In my experience the best way is to let the hole team to make the code review. We use a commit mailinglist in each project where you can follow every code changes to the version control system. Most of our developer have subscribed to their project specific mailinglist because they are interested at code changes.
When someone notice a bad way in the new source code he either explains the committer how he can do it a better way, if the committer is a trainee, or he begins a discussion about it, if it was a more experienced committer.
Of course this method does not guarantee that all new code is reviewed, especially in stressful times when no one of the team member has leisure to follow each code change. Also not every developer is responsibly to ensure that every developer makes his job good, alone of this you can not guarantee that it is reviewed.

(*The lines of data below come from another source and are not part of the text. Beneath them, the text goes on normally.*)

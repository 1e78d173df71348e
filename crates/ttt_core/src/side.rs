use std::fmt;

/// One of the two marks. X always moves first.
#[derive(Debug, Clone, Copy, PartialEq, Eq, Hash)]
pub enum Side {
    X,
    O,
}

impl Side {
    pub fn opponent(self) -> Side {
        match self {
            Side::X => Side::O,
            Side::O => Side::X,
        }
    }

    pub fn to_cell(self) -> Cell {
        match self {
            Side::X => Cell::X,
            Side::O => Cell::O,
        }
    }
}

impl fmt::Display for Side {
    fn fmt(&self, f: &mut fmt::Formatter<'_>) -> fmt::Result {
        match self {
            Side::X => write!(f, "X"),
            Side::O => write!(f, "O"),
        }
    }
}

/// Contents of a single board cell.
#[derive(Debug, Clone, Copy, PartialEq, Eq, Hash, Default)]
pub enum Cell {
    #[default]
    Empty,
    X,
    O,
}

impl Cell {
    pub fn is_empty(self) -> bool {
        self == Cell::Empty
    }

    /// The side occupying this cell, if any.
    pub fn side(self) -> Option<Side> {
        match self {
            Cell::Empty => None,
            Cell::X => Some(Side::X),
            Cell::O => Some(Side::O),
        }
    }
}

impl From<Side> for Cell {
    fn from(side: Side) -> Self {
        side.to_cell()
    }
}

impl fmt::Display for Cell {
    fn fmt(&self, f: &mut fmt::Formatter<'_>) -> fmt::Result {
        match self {
            Cell::Empty => write!(f, "."),
            Cell::X => write!(f, "X"),
            Cell::O => write!(f, "O"),
        }
    }
}
// Exhaustive minimax over the remaining game tree. At 3x3 the whole tree is
// well under a million nodes, so there is no pruning, depth limit or table.
use log::{debug, trace};
use ttt_core::{Board, Side};

use crate::evaluation::score_outcome;

/// Root scores for every legal move of `side`, in ascending index order.
///
/// `side` is the maximizer: +1 means `side` can force a win after that move,
/// -1 means the opponent can, 0 means best play draws.
pub fn score_moves(board: &Board, side: Side) -> Vec<(usize, i32)> {
    // Work on a private copy; every placement below is undone on return.
    let mut scratch = *board;
    let mut scores = Vec::new();

    for index in board.legal_moves() {
        let Ok(mut placed) = scratch.place(index, side) else {
            continue;
        };
        let score = minimax(placed.board_mut(), side.opponent(), side);
        trace!("candidate {} for {} scores {}", index, side, score);
        scores.push((index, score));
    }

    scores
}

/// Highest scoring move for `side`. Ties go to the lowest index, so the
/// choice is deterministic. `None` when the board is full.
pub fn search_best_move(board: &Board, side: Side) -> Option<usize> {
    let mut best: Option<(usize, i32)> = None;

    for (index, score) in score_moves(board, side) {
        match best {
            Some((_, best_score)) if score <= best_score => {}
            _ => best = Some((index, score)),
        }
    }

    if let Some((index, score)) = best {
        debug!("minimax picked {} for {} (score {})", index, side, score);
    }
    best.map(|(index, _)| index)
}

// Score of `board` with `to_move` about to play, seen from `maximizer`.
fn minimax(board: &mut Board, to_move: Side, maximizer: Side) -> i32 {
    if let Some(score) = score_outcome(board.evaluate(), maximizer) {
        return score;
    }

    let maximizing = to_move == maximizer;
    let mut best = if maximizing { i32::MIN } else { i32::MAX };

    for index in board.legal_moves() {
        let Ok(mut placed) = board.place(index, to_move) else {
            continue;
        };
        let score = minimax(placed.board_mut(), to_move.opponent(), maximizer);
        best = if maximizing { best.max(score) } else { best.min(score) };
    }

    best
}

But, at least in our teams, there is always a technical manager who is responsible for technical quality.
I am a real fan of code reviews if they conform to following scores:
- every developer has the possibility to review all code and argument to his opinion
- no one has the right to abuse others code
- not only bad code activate a discussion but good code too
- the discussions ends with happinesses for every involved people
- the review occurs nearly in real-time, at least before feature is completed
What I have learned is that if you are someone who review each line of code and think you have to control such things like code quality in terms of code formatting or code efficiency then you self are very inefficiency because you do things what machines can do for you. Your target should be to use a continuous integration system which controls the build and code quality of each code contribution. If this system generates reports and sends them to the contributors everything is perfect.

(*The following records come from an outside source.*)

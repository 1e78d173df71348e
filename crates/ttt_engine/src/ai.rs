use std::fmt;
use std::str::FromStr;

use log::debug;
use rand::seq::SliceRandom;
use rand::Rng;
use thiserror::Error;
use ttt_core::{Board, Side};

use crate::heuristic::winning_cell;
use crate::search::search_best_move;

/// Strength of the computer opponent. Fixed for the length of a game.
#[derive(Debug, Clone, Copy, PartialEq, Eq, Hash, Default)]
pub enum Difficulty {
    /// Uniformly random legal move.
    #[default]
    Easy,
    /// Take a win, else block a loss, else random.
    Medium,
    /// Full minimax. Never loses.
    Hard,
}

impl fmt::Display for Difficulty {
    fn fmt(&self, f: &mut fmt::Formatter<'_>) -> fmt::Result {
        match self {
            Difficulty::Easy => write!(f, "easy"),
            Difficulty::Medium => write!(f, "medium"),
            Difficulty::Hard => write!(f, "hard"),
        }
    }
}

#[derive(Debug, Clone, PartialEq, Eq, Error)]
#[error("unknown difficulty '{0}' (expected easy, medium or hard)")]
pub struct ParseDifficultyError(String);

impl FromStr for Difficulty {
    type Err = ParseDifficultyError;

    fn from_str(s: &str) -> Result<Self, Self::Err> {
        match s.trim().to_ascii_lowercase().as_str() {
            "easy" => Ok(Difficulty::Easy),
            "medium" => Ok(Difficulty::Medium),
            "hard" => Ok(Difficulty::Hard),
            _ => Err(ParseDifficultyError(s.to_string())),
        }
    }
}

/// Picks a move for `side`. Returns `None` only when the board is full.
///
/// Easy and Medium draw from the thread-local RNG; Hard is deterministic.
pub fn select_move(board: &Board, difficulty: Difficulty, side: Side) -> Option<usize> {
    select_move_with_rng(board, difficulty, side, &mut rand::thread_rng())
}

/// [`select_move`] with a caller-supplied random source.
pub fn select_move_with_rng<R: Rng + ?Sized>(
    board: &Board,
    difficulty: Difficulty,
    side: Side,
    rng: &mut R,
) -> Option<usize> {
    let choice = match difficulty {
        Difficulty::Easy => random_move(board, rng),
        Difficulty::Medium => heuristic_move(board, side, rng),
        Difficulty::Hard => search_best_move(board, side),
    };
    debug!("{} move for {}: {:?}", difficulty, side, choice);
    choice
}

/// Uniform choice among the empty cells.
pub fn random_move<R: Rng + ?Sized>(board: &Board, rng: &mut R) -> Option<usize> {
    board.legal_moves().choose(rng).copied()
}

/// Complete our own line if possible, otherwise block the opponent's,
/// otherwise fall back to a random move.
pub fn heuristic_move<R: Rng + ?Sized>(board: &Board, side: Side, rng: &mut R) -> Option<usize> {
    winning_cell(board, side)
        .or_else(|| winning_cell(board, side.opponent()))
        .or_else(|| random_move(board, rng))
}

/// A configured computer opponent.
#[derive(Debug, Clone, Copy, PartialEq, Eq)]
pub struct MoveSelector {
    difficulty: Difficulty,
    side: Side,
}

impl MoveSelector {
    pub fn new(difficulty: Difficulty, side: Side) -> Self {
        MoveSelector { difficulty, side }
    }

    pub fn difficulty(&self) -> Difficulty {
        self.difficulty
    }

    pub fn side(&self) -> Side {
        self.side
    }

    pub fn choose(&self, board: &Board) -> Option<usize> {
        select_move(board, self.difficulty, self.side)
    }

    pub fn choose_with_rng<R: Rng + ?Sized>(&self, board: &Board, rng: &mut R) -> Option<usize> {
        select_move_with_rng(board, self.difficulty, self.side, rng)
    }
}

impl Default for MoveSelector {
    fn default() -> Self {
        // The computer always plays O against a human X.
        MoveSelector {
            difficulty: Difficulty::default(),
            side: Side::O,
        }
    }
}

#[cfg(test)]
mod tests {
    use super::*;
    use rand::rngs::StdRng;
    use rand::SeedableRng;

    fn with(moves: &[(usize, Side)]) -> Board {
        let mut board = Board::new();
        for &(index, side) in moves {
            board.apply_move(index, side).unwrap();
        }
        board
    }

    #[test]
    fn parses_difficulty_names() {
        assert_eq!("easy".parse::<Difficulty>(), Ok(Difficulty::Easy));
        assert_eq!(" Medium ".parse::<Difficulty>(), Ok(Difficulty::Medium));
        assert_eq!("HARD".parse::<Difficulty>(), Ok(Difficulty::Hard));
        assert!("expert".parse::<Difficulty>().is_err());
        assert_eq!(Difficulty::Hard.to_string().parse::<Difficulty>(), Ok(Difficulty::Hard));
    }

    #[test]
    fn easy_only_picks_empty_cells() {
        let board = with(&[(0, Side::X), (4, Side::O), (8, Side::X)]);
        let mut rng = StdRng::seed_from_u64(7);
        for _ in 0..100 {
            let index = select_move_with_rng(&board, Difficulty::Easy, Side::O, &mut rng).unwrap();
            assert!(board.legal_moves().contains(&index));
        }
    }

    #[test]
    fn easy_reaches_every_empty_cell() {
        let board = with(&[(4, Side::X)]);
        let mut rng = StdRng::seed_from_u64(42);
        let mut hit = [false; 9];
        for _ in 0..500 {
            if let Some(index) = random_move(&board, &mut rng) {
                hit[index] = true;
            }
        }
        assert!(!hit[4]);
        assert_eq!(hit.iter().filter(|&&h| h).count(), 8);
    }

    #[test]
    fn medium_blocks_when_no_win() {
        let board = with(&[(0, Side::X), (4, Side::O), (1, Side::X)]);
        let mut rng = StdRng::seed_from_u64(1);
        assert_eq!(select_move_with_rng(&board, Difficulty::Medium, Side::O, &mut rng), Some(2));
    }

    #[test]
    fn full_board_gives_none_for_every_difficulty() {
        let board = with(&[
            (0, Side::X),
            (1, Side::O),
            (2, Side::X),
            (4, Side::O),
            (7, Side::X),
            (6, Side::O),
            (5, Side::X),
            (3, Side::O),
            (8, Side::X),
        ]);
        for difficulty in [Difficulty::Easy, Difficulty::Medium, Difficulty::Hard] {
            assert_eq!(select_move(&board, difficulty, Side::O), None);
        }
    }

    #[test]
    fn default_selector_is_easy_o() {
        let selector = MoveSelector::default();
        assert_eq!(selector.difficulty(), Difficulty::Easy);
        assert_eq!(selector.side(), Side::O);
    }
}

I must admit that if you have to review the code because you have to control, or to rank the quality of a programmer, then my suggestions does not make sense. In this case I would also not review the source code line by line. I would review things like:
- are there security relevant issues
- are intended APIs used
- did the code apply the specified architecture
- did he write useful tests (but only if he was instructed implicit, I had to learn)
- ... and some more, probably
If you are an experienced developer you will definite always find things like loops which you could do with better performance. Of course it is useful to explain others such knowledge but this should be not part of the review session. If there are significant performance issues then not because he (or she) used a less efficient variant of a list type.
Because the initial question was why some people seems to make a better review as other people I would answer that these people perhaps make a preview before the real review begins, means they probably are prepared them self so that they know exactly what they want to review.